Provided data:
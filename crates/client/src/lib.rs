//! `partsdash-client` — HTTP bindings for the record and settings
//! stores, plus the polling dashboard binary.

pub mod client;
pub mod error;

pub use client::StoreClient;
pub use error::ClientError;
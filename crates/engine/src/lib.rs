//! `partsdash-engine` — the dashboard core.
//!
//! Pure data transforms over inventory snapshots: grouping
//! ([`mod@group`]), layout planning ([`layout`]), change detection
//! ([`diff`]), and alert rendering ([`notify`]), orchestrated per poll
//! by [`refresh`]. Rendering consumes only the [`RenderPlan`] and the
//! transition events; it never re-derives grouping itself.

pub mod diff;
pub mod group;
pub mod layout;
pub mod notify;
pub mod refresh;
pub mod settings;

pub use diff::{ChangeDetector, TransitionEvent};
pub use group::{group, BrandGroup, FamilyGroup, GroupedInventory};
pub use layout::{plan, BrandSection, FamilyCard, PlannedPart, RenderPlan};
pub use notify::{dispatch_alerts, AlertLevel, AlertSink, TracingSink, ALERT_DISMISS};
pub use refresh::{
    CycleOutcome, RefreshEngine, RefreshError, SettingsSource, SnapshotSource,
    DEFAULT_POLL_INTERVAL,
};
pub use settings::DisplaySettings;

Work required:
In the listing above, find the line containing "filename crates/engine/src/lib.rs" and the line containing "orchestrated per poll", then quote both, plus every line between them, exactly as written.

Answer to this problem:
filename crates/engine/src/lib.rs
//! `partsdash-engine` — the dashboard core.
//!
//! Pure data transforms over inventory snapshots: grouping
//! ([`mod@group`]), layout planning ([`layout`]), change detection
//! ([`diff`]), and alert rendering ([`notify`]), orchestrated per poll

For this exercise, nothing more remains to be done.